# [Data for this exercise]
_ _ _
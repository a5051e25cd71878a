//! Modelo del reporte diario
//!
//! Estructura serializable que produce el agregador y que se devuelve tal
//! cual por la API HTTP o se renderiza a texto para el chat.

use chrono::NaiveDate;
use serde::Serialize;

use super::leg::TripKind;

/// Línea de un pasajero dentro del bloque de un driver
#[derive(Debug, Clone, PartialEq, Eq, Serialize)]
pub struct ReportLine {
    pub passenger_name: String,
    pub fare: i64,
    pub kind: TripKind,
    pub departure: bool,
    #[serde(rename = "return")]
    pub return_leg: bool,
}

#[derive(Debug, Clone, PartialEq, Eq, Serialize)]
pub struct DriverReport {
    pub driver_name: String,
    pub passengers: Vec<ReportLine>,
    pub total: i64,
}

#[derive(Debug, Clone, PartialEq, Eq, Serialize)]
pub struct DailyReport {
    pub tenant_id: i64,
    pub day: NaiveDate,
    pub drivers: Vec<DriverReport>,
    pub total: i64,
}

impl DailyReport {
    pub fn is_empty(&self) -> bool {
        self.drivers.is_empty()
    }

    /// Busca la línea de un pasajero en el bloque de un driver
    pub fn line(&self, driver_name: &str, passenger_name: &str) -> Option<&ReportLine> {
        self.drivers
            .iter()
            .find(|d| d.driver_name == driver_name)?
            .passengers
            .iter()
            .find(|p| p.passenger_name == passenger_name)
    }
}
_ _ _
# [Work to be completed]
The complete material must be repeated exactly.

# [Answer for the task]
repository a5051e25cd71878a
//! Modelo del reporte diario
//!
//! Estructura serializable que produce el agregador y que se devuelve tal
//! cual por la API HTTP o se renderiza a texto para el chat.

use chrono::NaiveDate;
use serde::Serialize;

use super::leg::TripKind;

/// Línea de un pasajero dentro del bloque de un driver
#[derive(Debug, Clone, PartialEq, Eq, Serialize)]
pub struct ReportLine {
    pub passenger_name: String,
    pub fare: i64,
    pub kind: TripKind,
    pub departure: bool,
    #[serde(rename = "return")]
    pub return_leg: bool,
}

#[derive(Debug, Clone, PartialEq, Eq, Serialize)]
pub struct DriverReport {
    pub driver_name: String,
    pub passengers: Vec<ReportLine>,
    pub total: i64,
}

#[derive(Debug, Clone, PartialEq, Eq, Serialize)]
pub struct DailyReport {
    pub tenant_id: i64,
    pub day: NaiveDate,
    pub drivers: Vec<DriverReport>,
    pub total: i64,
}

impl DailyReport {
    pub fn is_empty(&self) -> bool {
        self.drivers.is_empty()
    }

    /// Busca la línea de un pasajero en el bloque de un driver
    pub fn line(&self, driver_name: &str, passenger_name: &str) -> Option<&ReportLine> {
        self.drivers
            .iter()
            .find(|d| d.driver_name == driver_name)?
            .passengers
            .iter()
            .find(|p| p.passenger_name == passenger_name)
    }
}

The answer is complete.